Of Course People Are Using KFC’s New Twitch Emote For Racist Jokes

Of Course People Are Using KFC’s New Twitch Emote For Racist Jokes

Twitch, a platform that’s notoriously dealt with racist chat spam for years, recently added an official Kentucky Fried Chicken chat emote that depicts a bucket full of the Colonel’s original recipe. You can probably see where this is going.

Image: Twitch

The emote launched over the weekend as part of a PlayerUnknown’s Battlegrounds promotion in which streamers Sacriel, Sequisha, Anthony Kongphan and Dr Lupo competed to earn as many chicken dinners as possible. Viewers, meanwhile, could fire off the new KFC emote when streamers made it to the winner’s circle for a chance to take home chicken dinners of their own in the form of KFC gift cards. The emote, though, is global, meaning that anyone on Twitch – whether they’re involved in the promotion or not – can use it.

It did not take long for the KFC bucket to start appearing alongside Trihard, an emote of streamer Trihex’s face that jerks like to spam when black people appear on screen. Upon finding out about the existence of the KFC emote, Trihex himself was astounded.

“Come on,” he said during a stream on Saturday. “Someone’s got to get it together, man. I’m laughing because I’m dying inside. Do no black people work at Twitch? What do I even say to that?”

Multiple Twitch-related communities shared his incredulity, with threads with titles such as “Twitch releasing toxicity enabling emotes” and “Twitch wants to get rid off toxicity yet they add enabling emotes” popping up on Reddit. Streamers with notoriously problematic communities such as Forsen and Sodapoppin took to preemptively banning the KFC emote for fear of running afoul of Twitch’s new community terms of service.

“The better question is why the fuck was that emote added in the first place,” Forsen said in response to a viewer repeatedly asking why he banned the bucket. “It was a bad phrase in my chat before.”

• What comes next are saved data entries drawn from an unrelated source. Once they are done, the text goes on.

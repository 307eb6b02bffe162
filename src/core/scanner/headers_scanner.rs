// src/core/scanner/headers_scanner.rs

//! Response-header heuristics shared by the vulnerability checks.

use once_cell::sync::Lazy;
use regex::Regex;
use reqwest::header::HeaderMap;
use tracing::{debug, warn};

use crate::core::models::RiskTier;

/// Headers whose absence weakens transport and content-type protection.
pub const PROTECTIVE_HEADERS: &[&str] = &[
    "strict-transport-security",
    "content-security-policy",
    "x-content-type-options",
];

static RE_VERSION: Lazy<Regex> = Lazy::new(|| Regex::new(r"/\d+(\.\d+)*").unwrap());

/// A verdict from a header heuristic: the reported tier and a human-readable detail.
pub type Verdict = Option<(RiskTier, String)>;

/// Returns the value of a header, tolerating non-UTF-8 content.
pub fn check_header(headers: &HeaderMap, name: &str) -> Option<String> {
    let value = headers.get(name)?;
    match value.to_str() {
        Ok(s) => {
            debug!(header_name = name, value = s, "Header found.");
            Some(s.to_string())
        }
        Err(_) => {
            warn!(header_name = name, "Header found but contained invalid UTF-8.");
            Some("[Invalid UTF-8]".to_string())
        }
    }
}

/// Missing protective headers: all missing is a warning, some missing is informational.
pub fn analyze_security_headers(headers: &HeaderMap) -> Verdict {
    let missing: Vec<&str> = PROTECTIVE_HEADERS
        .iter()
        .copied()
        .filter(|name| check_header(headers, name).is_none())
        .collect();

    if missing.is_empty() {
        return None;
    }
    let tier = if missing.len() == PROTECTIVE_HEADERS.len() { RiskTier::Warning } else { RiskTier::Info };
    Some((tier, format!("Missing headers: {}", missing.join(", "))))
}

/// No X-Frame-Options and no CSP `frame-ancestors` directive.
pub fn analyze_frame_protection(headers: &HeaderMap) -> Verdict {
    let has_xfo = check_header(headers, "x-frame-options").is_some();
    let has_frame_ancestors = check_header(headers, "content-security-policy")
        .is_some_and(|csp| csp.to_ascii_lowercase().contains("frame-ancestors"));

    if has_xfo || has_frame_ancestors {
        return None;
    }
    Some((
        RiskTier::Warning,
        "Pages can be framed by any origin (no X-Frame-Options or frame-ancestors)".to_string(),
    ))
}

/// Headers that leak server software or versions.
pub fn analyze_disclosure(headers: &HeaderMap) -> Verdict {
    let mut leaks = Vec::new();

    if let Some(server) = check_header(headers, "server") {
        if RE_VERSION.is_match(&server) {
            leaks.push(format!("Server: {server}"));
        }
    }
    for name in ["x-powered-by", "x-aspnet-version"] {
        if let Some(value) = check_header(headers, name) {
            leaks.push(format!("{name}: {value}"));
        }
    }

    if leaks.is_empty() {
        None
    } else {
        Some((RiskTier::Info, format!("Software versions disclosed ({})", leaks.join("; "))))
    }
}
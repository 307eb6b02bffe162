// src/core/target.rs

use once_cell::sync::Lazy;
use regex::Regex;
use serde::Serialize;
use std::fmt;

use crate::core::error::ValidationError;

static RE_SCHEME: Lazy<Regex> = Lazy::new(|| Regex::new(r"(?i)^https?://").unwrap());
// Dot-separated labels of 1-63 alphanumerics with internal hyphens only.
static RE_DOMAIN: Lazy<Regex> = Lazy::new(|| {
    Regex::new(r"^[a-z0-9]([a-z0-9-]{0,61}[a-z0-9])?(\.[a-z0-9]([a-z0-9-]{0,61}[a-z0-9])?)*$").unwrap()
});
static RE_LABEL: Lazy<Regex> = Lazy::new(|| Regex::new(r"^[a-z0-9]([a-z0-9-]{0,61}[a-z0-9])?$").unwrap());

const MAX_DOMAIN_LEN: usize = 253;

/// A validated domain name, stripped of scheme and trailing slash.
#[derive(Debug, Clone, PartialEq, Eq, Hash, Serialize)]
pub struct Target(String);

impl Target {
    /// Cleans and validates free-text operator input.
    pub fn parse(raw: &str) -> Result<Self, ValidationError> {
        let trimmed = raw.trim();
        if trimmed.is_empty() {
            return Err(ValidationError::Empty);
        }

        let without_scheme = RE_SCHEME.replace(trimmed, "");
        let cleaned = without_scheme
            .strip_suffix('/')
            .unwrap_or(&*without_scheme)
            .to_ascii_lowercase();

        let malformed = |reason| ValidationError::Malformed { input: trimmed.to_string(), reason };

        if cleaned.is_empty() {
            return Err(malformed("no host name"));
        }
        if cleaned.len() > MAX_DOMAIN_LEN {
            return Err(malformed("name longer than 253 characters"));
        }
        if cleaned.split('.').any(|label| label.len() > 63) {
            return Err(malformed("label longer than 63 characters"));
        }
        if !RE_DOMAIN.is_match(&cleaned) {
            return Err(malformed("expected dot-separated labels like example.com"));
        }

        Ok(Self(cleaned))
    }

    pub fn as_str(&self) -> &str {
        &self.0
    }

    /// The fully-qualified name of a subdomain label under this target.
    pub fn host_for(&self, label: &str) -> String {
        format!("{label}.{}", self.0)
    }
}

impl fmt::Display for Target {
    fn fmt(&self, f: &mut fmt::Formatter<'_>) -> fmt::Result {
        f.write_str(&self.0)
    }
}

/// Whether `label` is a single valid DNS label (used for subdomain candidates).
pub fn is_valid_label(label: &str) -> bool {
    RE_LABEL.is_match(label)
}
// src/core/scanner/port_scanner.rs

use async_trait::async_trait;
use std::io::ErrorKind;
use std::time::Duration;
use tokio::net::TcpStream;
use tracing::debug;

use super::{Probe, unsupported};
use crate::core::error::ProbeError;
use crate::core::knowledge_base::Candidate;
use crate::core::models::{FindingKind, Phase};
use crate::core::target::Target;

/// TCP connect probe. A completed handshake means the port is open.
pub struct PortProbe {
    timeout: Duration,
}

impl PortProbe {
    pub fn new(timeout: Duration) -> Self {
        Self { timeout }
    }
}

#[async_trait]
impl Probe for PortProbe {
    fn phase(&self) -> Phase {
        Phase::Ports
    }

    async fn probe(&self, candidate: &Candidate, target: &Target) -> Result<Option<FindingKind>, ProbeError> {
        let Candidate::Port(port) = candidate else {
            return Err(unsupported(self.phase(), candidate));
        };

        let connect = TcpStream::connect((target.as_str(), port.port));
        match tokio::time::timeout(self.timeout, connect).await {
            Ok(Ok(_stream)) => {
                debug!(port = port.port, "Port open.");
                Ok(Some(FindingKind::Port { port: port.port, service: port.service.clone() }))
            }
            Ok(Err(e))
                if matches!(
                    e.kind(),
                    ErrorKind::ConnectionRefused | ErrorKind::ConnectionReset | ErrorKind::TimedOut
                ) =>
            {
                debug!(port = port.port, error = %e, "Port closed.");
                Ok(None)
            }
            Ok(Err(e)) => Err(ProbeError::Io(e)),
            // Silently dropped SYNs: the port is filtered, not open.
            Err(_) => {
                debug!(port = port.port, "Port filtered (connect timed out).");
                Ok(None)
            }
        }
    }
}
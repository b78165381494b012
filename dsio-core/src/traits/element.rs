//! Element type constraints for dataset payloads
//!
//! This module defines the trait that constrains what types can be
//! stored as dataset elements.

use crate::format::DataType;
use crate::DsioError;

/// Trait for types that can be stored as dataset elements
///
/// Elements are plain-old-data so a payload can be reinterpreted as a byte
/// slice without copying on little-endian hosts. `Send + Sync` lets codecs
/// split rows across worker threads.
pub trait Element: bytemuck::Pod + PartialEq + core::fmt::Debug + Send + Sync + 'static {
    /// Get the DataType tag for this element type
    fn data_type() -> DataType;

    /// Get the size in bytes of this element type
    fn size_bytes() -> usize {
        core::mem::size_of::<Self>()
    }

    /// Read one element from the first `size_bytes()` bytes, little-endian
    fn from_le_slice(bytes: &[u8]) -> Result<Self, DsioError>;

    /// Write one element into the first `size_bytes()` bytes, little-endian
    fn write_le(self, out: &mut [u8]) -> Result<(), DsioError>;

    /// Convert to f64 for generic operations
    fn to_f64(self) -> f64;
}

macro_rules! impl_element {
    ($type:ty, $data_type:ident) => {
        impl Element for $type {
            fn data_type() -> DataType {
                DataType::$data_type
            }

            fn from_le_slice(bytes: &[u8]) -> Result<Self, DsioError> {
                const SIZE: usize = core::mem::size_of::<$type>();
                let array: [u8; SIZE] = bytes
                    .get(..SIZE)
                    .and_then(|head| head.try_into().ok())
                    .ok_or(DsioError::InsufficientBuffer)?;
                Ok(<$type>::from_le_bytes(array))
            }

            fn write_le(self, out: &mut [u8]) -> Result<(), DsioError> {
                const SIZE: usize = core::mem::size_of::<$type>();
                let head = out.get_mut(..SIZE).ok_or(DsioError::InsufficientBuffer)?;
                head.copy_from_slice(&self.to_le_bytes());
                Ok(())
            }

            fn to_f64(self) -> f64 {
                self as f64
            }
        }
    };
}

impl_element!(i8, I8);
impl_element!(i16, I16);
impl_element!(i32, I32);
impl_element!(i64, I64);
impl_element!(u8, U8);
impl_element!(u16, U16);
impl_element!(u32, U32);
impl_element!(u64, U64);
impl_element!(f32, F32);
impl_element!(f64, F64);
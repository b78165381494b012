//! Format definitions for dataset artifacts
//!
//! Pure data structure definitions for the metadata header and element
//! type tags. No I/O.

pub mod constants;
pub mod data_type;
pub mod header;

pub use data_type::DataType;
pub use header::MetaRecord;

He went on to reference Overwatch League player Félix “xQc” Lengyel, who recently got released from his team, the Dallas Fuel, after spamming the Trihard emote during a broadcast in which black esports host Malik Forté appeared on screen. Lengyel claimed that he and his community use the emote as a greeting, and not a racially insensitive gag. But the broader implication of the incident is clear: After years of (mostly) turning a blind eye to racist Twitch chat spam, major publishers such as Blizzard are finally starting to do something about it. Between that and Twitch’s new policies – which state, in a nutshell, that streamers can’t just let their communities go flying off the leash – streamers are starting to feel the heat. In the face of all that, they find it strange that Twitch would put what essentially amounts to a ticking time bomb on its platform. We reached out to Twitch for comment but had not heard back at time of writing.

The bigger issue, though, is that racist chat spam was ever allowed to become so pervasive on Twitch in the first place. When things are so bad that people are calling for a pixelated picture of a bucket of chicken to be deleted, you know you have a problem.